[Saved entries]

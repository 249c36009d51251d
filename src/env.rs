use std::collections::BTreeMap;

use tracing::debug;

use crate::model::{EnvTable, LoadReport};

/// Destination for loaded environment variables.
#[derive(Debug, Clone, PartialEq, Eq)]
pub struct EnvStore {
    kind: EnvStoreKind,
}

#[derive(Debug, Clone, PartialEq, Eq)]
enum EnvStoreKind {
    /// Apply entries to the current process environment.
    ///
    /// This writes through [`std::env::set_var`], which mutates global process
    /// state and is not thread-safe for concurrent environment access.
    Process,
    /// Apply entries to an in-memory map.
    Memory(BTreeMap<String, String>),
}

impl Default for EnvStore {
    fn default() -> Self {
        Self::memory()
    }
}

impl EnvStore {
    /// Create a process-environment store.
    ///
    /// # Safety
    ///
    /// The caller must ensure no other threads concurrently read or write the
    /// process environment for the duration of operations that may mutate this
    /// store.
    pub unsafe fn process() -> Self {
        Self {
            kind: EnvStoreKind::Process,
        }
    }

    /// Create an empty in-memory store.
    pub fn memory() -> Self {
        Self::from_memory(BTreeMap::new())
    }

    /// Create an in-memory store seeded with `map`.
    pub fn from_memory(map: BTreeMap<String, String>) -> Self {
        Self {
            kind: EnvStoreKind::Memory(map),
        }
    }

    pub fn is_process(&self) -> bool {
        matches!(self.kind, EnvStoreKind::Process)
    }

    pub fn as_memory(&self) -> Option<&BTreeMap<String, String>> {
        match &self.kind {
            EnvStoreKind::Memory(map) => Some(map),
            EnvStoreKind::Process => None,
        }
    }

    pub fn as_memory_mut(&mut self) -> Option<&mut BTreeMap<String, String>> {
        match &mut self.kind {
            EnvStoreKind::Memory(map) => Some(map),
            EnvStoreKind::Process => None,
        }
    }

    pub fn contains_key(&self, key: &str) -> bool {
        match &self.kind {
            EnvStoreKind::Process => std::env::var_os(key).is_some(),
            EnvStoreKind::Memory(map) => map.contains_key(key),
        }
    }

    pub fn get(&self, key: &str) -> Option<String> {
        match &self.kind {
            EnvStoreKind::Process => {
                std::env::var_os(key).map(|value| value.to_string_lossy().into_owned())
            }
            EnvStoreKind::Memory(map) => map.get(key).cloned(),
        }
    }

    fn set(&mut self, key: &str, value: &str) {
        match &mut self.kind {
            // SAFETY: callers of `EnvStore::process` promised exclusive access.
            EnvStoreKind::Process => unsafe { std::env::set_var(key, value) },
            EnvStoreKind::Memory(map) => {
                map.insert(key.to_owned(), value.to_owned());
            }
        }
    }

    /// Write every entry of `table` whose key is not already present.
    ///
    /// Values are stored in their display form (`3000`, `true`, `null`).
    /// A present key is never replaced, even when its value is empty.
    /// Entries the process environment cannot represent are skipped for
    /// every store kind, so memory and process stores load the same keys.
    pub fn merge(&mut self, table: &EnvTable) -> LoadReport {
        let mut report = LoadReport::default();
        for entry in table {
            let value = entry.value.to_string();
            if !is_valid_variable(&entry.key, &value) {
                debug!(key = ?entry.key, line = entry.line, "skipping invalid environment variable");
                report.skipped_invalid += 1;
                continue;
            }

            if self.contains_key(&entry.key) {
                debug!(key = %entry.key, "skipping existing environment variable");
                report.skipped_existing += 1;
                continue;
            }

            self.set(&entry.key, &value);
            report.loaded += 1;
        }
        report
    }
}

/// Merge `incoming` into a copy of `existing`, keeping existing values.
///
/// Entries that [`EnvStore::merge`] would skip as invalid are left out.
pub fn merge_first_wins(
    existing: &BTreeMap<String, String>,
    incoming: &EnvTable,
) -> BTreeMap<String, String> {
    let mut merged = existing.clone();
    for entry in incoming {
        let value = entry.value.to_string();
        if !is_valid_variable(&entry.key, &value) {
            debug!(key = ?entry.key, line = entry.line, "skipping invalid environment variable");
            continue;
        }
        merged.entry(entry.key.clone()).or_insert(value);
    }
    merged
}

// `set_var` panics on these.
fn is_valid_variable(key: &str, value: &str) -> bool {
    !key.is_empty() && !key.contains(['=', '\0']) && !value.contains('\0')
}
use std::path::PathBuf;

use thiserror::Error;

/// Failures surfaced by the I/O entry points.
///
/// Parsing text never fails: malformed lines are skipped.
#[derive(Debug, Error)]
pub enum Error {
    #[error("I/O error: {0}")]
    Io(#[from] std::io::Error),

    #[error("failed to read `{}`: {source}", .path.display())]
    File {
        path: PathBuf,
        #[source]
        source: std::io::Error,
    },

    #[error("invalid UTF-8 input: {0}")]
    InvalidEncoding(#[from] std::str::Utf8Error),
}

impl Error {
    pub(crate) fn file(path: impl Into<PathBuf>, source: std::io::Error) -> Self {
        Self::File {
            path: path.into(),
            source,
        }
    }

    /// Whether this error reports a file that does not exist.
    pub fn is_not_found(&self) -> bool {
        match self {
            Self::Io(err) | Self::File { source: err, .. } => {
                err.kind() == std::io::ErrorKind::NotFound
            }
            Self::InvalidEncoding(_) => false,
        }
    }
}
/// Output context: render width, stage timing, error reporting.
use std::io::Write;
use std::sync::OnceLock;

use super::render::Renderer;
use crate::catalog::COICOP;

/// Width used when neither `COLUMNS` nor the terminal reports one.
const FALLBACK_WIDTH: usize = 80;

/// Output context passed to all commands.
#[derive(Debug, Clone, Copy)]
pub struct OutputCtx {
    /// Columns available for rendered text.
    pub width: usize,
}

impl OutputCtx {
    /// Construct from CLI args. A `--width` override skips terminal detection.
    #[must_use]
    pub fn new(width: Option<usize>) -> Self {
        Self {
            width: width.filter(|&w| w > 0).unwrap_or_else(terminal_width),
        }
    }

    /// A category renderer at this context's width.
    #[must_use]
    pub fn renderer(&self) -> Renderer {
        Renderer::new(self.width, COICOP)
    }

    /// Start a named stage timer. Logs elapsed time at debug level on drop.
    #[must_use]
    pub fn timer(&self, label: &'static str) -> StageTimer {
        StageTimer::new(label)
    }
}

/// Terminal width, detected once per process: `COLUMNS`, then the size of
/// the controlling terminal, then [`FALLBACK_WIDTH`].
#[must_use]
pub fn terminal_width() -> usize {
    static WIDTH: OnceLock<usize> = OnceLock::new();
    *WIDTH.get_or_init(|| {
        let width = std::env::var("COLUMNS")
            .ok()
            .and_then(|c| c.trim().parse::<usize>().ok())
            .filter(|&c| c > 0)
            .or_else(|| {
                crossterm::terminal::size()
                    .ok()
                    .map(|(cols, _)| usize::from(cols))
                    .filter(|&c| c > 0)
            })
            .unwrap_or(FALLBACK_WIDTH);
        tracing::debug!(width, "Detected terminal width");
        width
    })
}

// --- Error output ---

/// Write an error to stderr as `Error: <message>`.
pub fn write_error(err: &anyhow::Error) {
    let stderr = std::io::stderr();
    let mut out = stderr.lock();
    let _ = writeln!(out, "Error: {err:#}");
}

// --- Stage timer ---

/// A RAII timer that logs elapsed milliseconds on drop.
///
/// Created via [`OutputCtx::timer`].
pub struct StageTimer {
    label: &'static str,
    start: std::time::Instant,
}

impl StageTimer {
    #[must_use]
    fn new(label: &'static str) -> Self {
        Self {
            label,
            start: std::time::Instant::now(),
        }
    }
}

impl Drop for StageTimer {
    fn drop(&mut self) {
        let ms = self.start.elapsed().as_secs_f64() * 1000.0;
        tracing::debug!(stage = self.label, "{ms:.2}ms");
    }
}
#![deny(clippy::all, clippy::pedantic)]
#![allow(clippy::module_name_repetitions)]
//! coicop-query: look up and full-text search COICOP consumption categories.

mod catalog;
mod cli;
mod commands;

use clap::Parser;
use tracing_subscriber::{EnvFilter, layer::SubscriberExt, util::SubscriberInitExt};

use cli::{Cli, OutputCtx, write_error};

fn main() {
    let cli = Cli::parse();
    init_logging(cli.verbose);
    tracing::info!(?cli, "Parsed arguments");

    let ctx = OutputCtx::new(cli.width);

    if let Err(err) = commands::dispatch(&cli.command, &cli.db, &ctx) {
        let code = err.exit_code();
        write_error(&anyhow::Error::new(err));
        std::process::exit(code);
    }
}

/// Log to stderr. `RUST_LOG` wins; otherwise `--verbose` selects info.
fn init_logging(verbose: bool) {
    let default = if verbose { "info" } else { "warn" };
    tracing_subscriber::registry()
        .with(
            tracing_subscriber::fmt::layer()
                .with_target(false)
                .with_writer(std::io::stderr),
        )
        .with(EnvFilter::try_from_default_env().unwrap_or_else(|_| EnvFilter::new(default)))
        .init();
}
/// `bake` command: rebuild the category database from the taxonomy CSV.
use std::io::Write;
use std::path::Path;

use crate::catalog::{self, BakeSummary, CatalogError};
use crate::cli::OutputCtx;
use crate::cli::args::BakeArgs;

/// Run `coicop-query bake`.
///
/// # Errors
///
/// Returns `CatalogError` if the CSV cannot be read or parsed, or the
/// database cannot be replaced.
pub fn run(args: &BakeArgs, db: &Path, ctx: &OutputCtx) -> Result<(), CatalogError> {
    let _t_bake = ctx.timer("bake");
    let summary = catalog::bake(db, &args.csv)?;
    drop(_t_bake);

    let stdout = std::io::stdout();
    write_summary(&summary, &mut stdout.lock())
}

fn write_summary<W: Write>(summary: &BakeSummary, out: &mut W) -> Result<(), CatalogError> {
    writeln!(
        out,
        "Baked {} categories into {}",
        summary.categories,
        summary.db_path.display()
    )?;
    Ok(())
}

Task directions: Return every line of the records in which the word "LoadReport" is found.

Problem solution:
use crate::model::{EnvTable, LoadReport};
    pub fn merge(&mut self, table: &EnvTable) -> LoadReport {
        let mut report = LoadReport::default();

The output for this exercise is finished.